- **Problem to solve**: The line containing "and time range" marks the end: write out exactly every line from the first line of the data below through that line, and only those.

(Supplied entries begins)

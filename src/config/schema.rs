//! Configuration schema types
//!
//! Key names follow the established `config.yml` layout: kebab-case keys inside
//! `connection-settings`, snake_case names for the two column maps.

use crate::config::columns::ColumnMap;
use crate::domain::{ColumnSpec, ColumnType, TimeRange};
use serde::{Deserialize, Serialize};

/// Main hbackup configuration
///
/// Constructed once at startup and passed by reference afterwards.
#[derive(Debug, Clone, Serialize, Deserialize)]
pub struct BackupConfig {
    /// Gateway address, table and time range
    #[serde(rename = "connection-settings")]
    pub connection: ConnectionSettings,

    /// Column name to declared type; order fixes the record field order
    #[serde(rename = "column_type_map")]
    pub column_types: ColumnMap<ColumnType>,

    /// Column name to display label; value order fixes the CSV header order
    #[serde(rename = "column_desc_map", default)]
    pub column_labels: ColumnMap<String>,

    /// Export settings
    #[serde(default)]
    pub export: ExportConfig,

    /// Logging configuration
    #[serde(default)]
    pub logging: LoggingConfig,
}

impl BackupConfig {
    /// Validates the configuration
    ///
    /// An inverted time range is accepted; it exports zero rows.
    ///
    /// # Errors
    ///
    /// Returns an error if any configuration values are invalid
    pub fn validate(&self) -> Result<(), String> {
        self.connection.validate()?;
        if self.column_types.is_empty() {
            return Err("column_type_map must declare at least one column".to_string());
        }
        self.export.validate()?;
        self.logging.validate()?;
        Ok(())
    }

    /// Exported columns in `column_type_map` order
    ///
    /// Each column is labelled from `column_desc_map`, falling back to its
    /// name when no label is declared.
    pub fn columns(&self) -> Vec<ColumnSpec> {
        self.column_types
            .iter()
            .map(|(name, column_type)| {
                let spec = ColumnSpec::new(name, column_type.clone());
                match self.column_labels.get(name) {
                    Some(label) => spec.with_label(label.clone()),
                    None => spec,
                }
            })
            .collect()
    }

    /// CSV header labels in `column_desc_map` order
    ///
    /// Deliberately independent of [`BackupConfig::columns`].
    pub fn header_labels(&self) -> Vec<String> {
        self.column_labels.values().cloned().collect()
    }

    /// Scan time range
    pub fn time_range(&self) -> TimeRange {
        TimeRange::new(self.connection.start_ts, self.connection.end_ts)
    }

    /// Human readable differences between the two column maps
    ///
    /// Empty when both maps name the same columns in the same order.
    pub fn label_mismatches(&self) -> Vec<String> {
        let mut mismatches = Vec::new();

        for name in self.column_types.names() {
            if !self.column_labels.contains(name) {
                mismatches.push(format!("column '{name}' has no entry in column_desc_map"));
            }
        }
        for name in self.column_labels.names() {
            if !self.column_types.contains(name) {
                mismatches.push(format!("label for '{name}' has no entry in column_type_map"));
            }
        }

        if mismatches.is_empty() && !self.column_types.names().eq(self.column_labels.names()) {
            mismatches.push(
                "column_desc_map declares columns in a different order than column_type_map"
                    .to_string(),
            );
        }

        mismatches
    }

    /// Column types that will be decoded as text because they are unknown
    pub fn unrecognized_types(&self) -> Vec<(&str, &ColumnType)> {
        self.column_types
            .iter()
            .filter(|(_, column_type)| !column_type.is_recognized())
            .collect()
    }
}

/// Storage gateway connection settings
#[derive(Debug, Clone, Serialize, Deserialize)]
#[serde(rename_all = "kebab-case")]
pub struct ConnectionSettings {
    /// REST gateway host
    #[serde(alias = "zk-host")]
    pub host: String,

    /// REST gateway port
    #[serde(alias = "zk-port")]
    pub port: u16,

    /// URL scheme (http or https)
    #[serde(default = "default_scheme")]
    pub scheme: String,

    /// Table to back up
    #[serde(rename = "backup-table-name")]
    pub table_name: String,

    /// Column family holding the exported qualifiers
    #[serde(default = "default_column_family")]
    pub column_family: String,

    /// Inclusive lower bound of cell timestamps
    #[serde(rename = "start-ts")]
    pub start_ts: i64,

    /// Exclusive upper bound of cell timestamps
    #[serde(rename = "end-ts")]
    pub end_ts: i64,

    /// HTTP request timeout
    #[serde(default = "default_timeout_seconds")]
    pub timeout_seconds: u64,
}

impl ConnectionSettings {
    /// Base URL of the REST gateway
    pub fn base_url(&self) -> String {
        format!("{}://{}:{}", self.scheme, self.host, self.port)
    }

    fn validate(&self) -> Result<(), String> {
        if self.host.trim().is_empty() {
            return Err("connection-settings.host cannot be empty".to_string());
        }
        if self.port == 0 {
            return Err("connection-settings.port must be greater than 0".to_string());
        }
        if !matches!(self.scheme.as_str(), "http" | "https") {
            return Err(format!(
                "Invalid connection-settings.scheme '{}'. Must be one of: http, https",
                self.scheme
            ));
        }
        if self.table_name.trim().is_empty() {
            return Err("connection-settings.backup-table-name cannot be empty".to_string());
        }
        if self.column_family.trim().is_empty() {
            return Err("connection-settings.column-family cannot be empty".to_string());
        }
        if self.timeout_seconds == 0 {
            return Err("connection-settings.timeout-seconds must be greater than 0".to_string());
        }
        Ok(())
    }
}

/// Export settings
#[derive(Debug, Clone, Serialize, Deserialize)]
#[serde(rename_all = "kebab-case")]
pub struct ExportConfig {
    /// Records buffered before each flush to the output file
    #[serde(default = "default_batch_size")]
    pub batch_size: usize,

    /// Directory receiving `backup_<date>_<time>.csv`
    #[serde(default = "default_output_dir")]
    pub output_dir: String,

    /// Cells fetched per scanner request
    #[serde(default = "default_scanner_batch")]
    pub scanner_batch: usize,
}

impl Default for ExportConfig {
    fn default() -> Self {
        Self {
            batch_size: default_batch_size(),
            output_dir: default_output_dir(),
            scanner_batch: default_scanner_batch(),
        }
    }
}

impl ExportConfig {
    fn validate(&self) -> Result<(), String> {
        if self.batch_size == 0 {
            return Err("export.batch-size must be greater than 0".to_string());
        }
        if self.scanner_batch == 0 {
            return Err("export.scanner-batch must be greater than 0".to_string());
        }
        if self.output_dir.trim().is_empty() {
            return Err("export.output-dir cannot be empty".to_string());
        }
        Ok(())
    }
}

/// Logging configuration
#[derive(Debug, Clone, Serialize, Deserialize)]
#[serde(rename_all = "kebab-case")]
pub struct LoggingConfig {
    /// Log level (trace, debug, info, warn, error)
    #[serde(default = "default_log_level")]
    pub log_level: String,

    /// Enable JSON file logging
    #[serde(default)]
    pub local_enabled: bool,

    /// Directory for log files
    #[serde(default = "default_log_path")]
    pub local_path: String,

    /// Rotation (daily, hourly, never)
    #[serde(default = "default_log_rotation")]
    pub local_rotation: String,
}

impl Default for LoggingConfig {
    fn default() -> Self {
        Self {
            log_level: default_log_level(),
            local_enabled: false,
            local_path: default_log_path(),
            local_rotation: default_log_rotation(),
        }
    }
}

impl LoggingConfig {
    fn validate(&self) -> Result<(), String> {
        let valid_levels = ["trace", "debug", "info", "warn", "error"];
        if !valid_levels.contains(&self.log_level.to_lowercase().as_str()) {
            return Err(format!(
                "Invalid log-level '{}'. Must be one of: {}",
                self.log_level,
                valid_levels.join(", ")
            ));
        }

        let valid_rotations = ["daily", "hourly", "never"];
        if !valid_rotations.contains(&self.local_rotation.as_str()) {
            return Err(format!(
                "Invalid local-rotation '{}'. Must be one of: {}",
                self.local_rotation,
                valid_rotations.join(", ")
            ));
        }

        if self.local_enabled && self.local_path.trim().is_empty() {
            return Err("logging.local-path cannot be empty when file logging is enabled".to_string());
        }
        Ok(())
    }
}

// Default value functions
fn default_scheme() -> String {
    "http".to_string()
}

fn default_column_family() -> String {
    "DF".to_string()
}

fn default_timeout_seconds() -> u64 {
    60
}

fn default_batch_size() -> usize {
    5000
}

fn default_output_dir() -> String {
    ".".to_string()
}

fn default_scanner_batch() -> usize {
    1000
}

fn default_log_level() -> String {
    "info".to_string()
}

fn default_log_path() -> String {
    "logs".to_string()
}

fn default_log_rotation() -> String {
    "daily".to_string()
}
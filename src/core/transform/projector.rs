//! Row projection
//!
//! Turns a scanned row into a flat [`Record`] holding one decoded value per
//! configured column.

use super::codec::ColumnCodec;
use crate::domain::{ColumnSpec, DecodeError, RawRow, Record};

/// Projects rows of one column family onto an ordered column list
#[derive(Debug, Clone)]
pub struct RowProjector {
    family: String,
    codec: ColumnCodec,
}

impl RowProjector {
    pub fn new(family: impl Into<String>, codec: ColumnCodec) -> Self {
        Self {
            family: family.into(),
            codec,
        }
    }

    /// Build the record for `row`
    ///
    /// The record has exactly `columns.len()` fields in `columns` order,
    /// whatever the row actually stores.
    pub fn project(&self, row: &RawRow, columns: &[ColumnSpec]) -> Result<Record, DecodeError> {
        let mut record = Record::with_capacity(columns.len());
        for column in columns {
            let raw = row.value(&self.family, &column.name);
            record.push(self.codec.decode(column, raw)?);
        }
        Ok(record)
    }
}

#[cfg(test)]
mod tests {
    use super::*;
    use crate::domain::ColumnType;

    fn columns() -> Vec<ColumnSpec> {
        vec![
            ColumnSpec::new("id", ColumnType::String),
            ColumnSpec::new("amount", ColumnType::Double),
            ColumnSpec::new("count", ColumnType::Long),
        ]
    }

    #[test]
    fn test_project_in_column_order() {
        let projector = RowProjector::new("DF", ColumnCodec::new());
        let row = RawRow::new("r1")
            .with_cell("DF", "count", 3i64.to_be_bytes())
            .with_cell("DF", "id", "x1")
            .with_cell("DF", "amount", 2.5f64.to_be_bytes());

        let record = projector.project(&row, &columns()).unwrap();
        assert_eq!(record.fields(), ["x1", "2.5", "3"]);
    }

    #[test]
    fn test_empty_row_yields_defaults() {
        let projector = RowProjector::new("DF", ColumnCodec::new());
        let record = projector.project(&RawRow::new("r1"), &columns()).unwrap();
        assert_eq!(record.len(), 3);
        assert_eq!(record.fields(), ["", "0.0", "0"]);
    }

    #[test]
    fn test_extra_stored_columns_are_ignored() {
        let projector = RowProjector::new("DF", ColumnCodec::new());
        let mut row = RawRow::new("r1");
        for i in 0..50 {
            row.put("DF", format!("unused_{i}"), "v");
        }
        row.put("DF", "id", "kept");

        let record = projector.project(&row, &columns()).unwrap();
        assert_eq!(record.len(), columns().len());
        assert_eq!(record.fields()[0], "kept");
    }

    #[test]
    fn test_other_family_is_not_read() {
        let projector = RowProjector::new("DF", ColumnCodec::new());
        let row = RawRow::new("r1").with_cell("META", "id", "hidden");
        let record = projector.project(&row, &columns()).unwrap();
        assert_eq!(record.fields()[0], "");
    }

    #[test]
    fn test_empty_column_list() {
        let projector = RowProjector::new("DF", ColumnCodec::new());
        let row = RawRow::new("r1").with_cell("DF", "id", "x1");
        assert!(projector.project(&row, &[]).unwrap().is_empty());
    }

    #[test]
    fn test_decode_failure_propagates() {
        let projector = RowProjector::new("DF", ColumnCodec::new());
        let row = RawRow::new("r1").with_cell("DF", "amount", vec![1u8, 2, 3]);
        let err = projector.project(&row, &columns()).unwrap_err();
        assert!(matches!(err, DecodeError::InvalidLength { expected: 8, actual: 3, .. }));
    }
}
//! Auth configuration and shared state.

use secrecy::SecretString;
use std::time::Duration;

use super::challenge::ChallengeStore;

const DEFAULT_SESSION_TTL_SECONDS: i64 = 8 * 60 * 60;
const DEFAULT_CHALLENGE_TTL_SECONDS: u64 = 5 * 60;
const DEFAULT_HISTORY_LIMIT: i64 = 10;
const DEFAULT_ISSUER: &str = "Clinica";

#[derive(Clone, Debug)]
pub struct AuthConfig {
    frontend_base_url: String,
    issuer: String,
    session_key: SecretString,
    session_ttl_seconds: i64,
    challenge_ttl_seconds: u64,
    history_limit: i64,
}

impl AuthConfig {
    #[must_use]
    pub fn new(frontend_base_url: String, session_key: SecretString) -> Self {
        Self {
            frontend_base_url,
            issuer: DEFAULT_ISSUER.to_string(),
            session_key,
            session_ttl_seconds: DEFAULT_SESSION_TTL_SECONDS,
            challenge_ttl_seconds: DEFAULT_CHALLENGE_TTL_SECONDS,
            history_limit: DEFAULT_HISTORY_LIMIT,
        }
    }

    #[must_use]
    pub fn with_issuer(mut self, issuer: String) -> Self {
        self.issuer = issuer;
        self
    }

    #[must_use]
    pub fn with_session_ttl_seconds(mut self, seconds: i64) -> Self {
        self.session_ttl_seconds = seconds;
        self
    }

    #[must_use]
    pub fn with_challenge_ttl_seconds(mut self, seconds: u64) -> Self {
        self.challenge_ttl_seconds = seconds;
        self
    }

    #[must_use]
    pub fn with_history_limit(mut self, limit: i64) -> Self {
        self.history_limit = limit;
        self
    }

    #[must_use]
    pub fn issuer(&self) -> &str {
        &self.issuer
    }

    pub(crate) fn frontend_base_url(&self) -> &str {
        &self.frontend_base_url
    }

    pub(crate) fn session_key(&self) -> &SecretString {
        &self.session_key
    }

    pub(super) fn session_ttl_seconds(&self) -> i64 {
        self.session_ttl_seconds
    }

    pub(super) fn challenge_ttl_seconds(&self) -> u64 {
        self.challenge_ttl_seconds
    }

    pub(crate) fn history_limit(&self) -> i64 {
        self.history_limit
    }

    pub(super) fn session_cookie_secure(&self) -> bool {
        self.frontend_base_url.starts_with("https://")
    }
}

pub struct AuthState {
    config: AuthConfig,
    challenges: ChallengeStore,
}

impl AuthState {
    #[must_use]
    pub fn new(config: AuthConfig) -> Self {
        let challenges =
            ChallengeStore::new(Duration::from_secs(config.challenge_ttl_seconds()));
        Self { config, challenges }
    }

    #[must_use]
    pub fn config(&self) -> &AuthConfig {
        &self.config
    }

    pub(super) fn challenges(&self) -> &ChallengeStore {
        &self.challenges
    }
}

#[cfg(test)]
mod tests {
    use super::{AuthConfig, AuthState};
    use secrecy::SecretString;

    fn config() -> AuthConfig {
        AuthConfig::new(
            "https://clinica.dev".to_string(),
            SecretString::from("test-session-key"),
        )
    }

    #[test]
    fn auth_config_defaults_and_overrides() {
        let config = config();

        assert_eq!(config.frontend_base_url(), "https://clinica.dev");
        assert_eq!(config.issuer(), super::DEFAULT_ISSUER);
        assert_eq!(
            config.session_ttl_seconds(),
            super::DEFAULT_SESSION_TTL_SECONDS
        );
        assert_eq!(
            config.challenge_ttl_seconds(),
            super::DEFAULT_CHALLENGE_TTL_SECONDS
        );
        assert_eq!(config.history_limit(), super::DEFAULT_HISTORY_LIMIT);
        assert!(config.session_cookie_secure());

        let config = config
            .with_issuer("Clinica Test".to_string())
            .with_session_ttl_seconds(60)
            .with_challenge_ttl_seconds(10)
            .with_history_limit(5);

        assert_eq!(config.issuer(), "Clinica Test");
        assert_eq!(config.session_ttl_seconds(), 60);
        assert_eq!(config.challenge_ttl_seconds(), 10);
        assert_eq!(config.history_limit(), 5);
    }

    #[test]
    fn cookie_secure_follows_frontend_scheme() {
        let config = AuthConfig::new(
            "http://localhost:3000".to_string(),
            SecretString::from("key"),
        );
        assert!(!config.session_cookie_secure());
    }

    #[test]
    fn auth_state_exposes_config() {
        let state = AuthState::new(config().with_issuer("Clinica".to_string()));
        assert_eq!(state.config().issuer(), "Clinica");
    }
}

(Supplied entries ends)

- **Expected answer**:
filename src/config/schema.rs
//! Configuration schema types
//!
//! Key names follow the established `config.yml` layout: kebab-case keys inside
//! `connection-settings`, snake_case names for the two column maps.

use crate::config::columns::ColumnMap;
use crate::domain::{ColumnSpec, ColumnType, TimeRange};
use serde::{Deserialize, Serialize};

/// Main hbackup configuration
///
/// Constructed once at startup and passed by reference afterwards.
#[derive(Debug, Clone, Serialize, Deserialize)]
pub struct BackupConfig {
    /// Gateway address, table and time range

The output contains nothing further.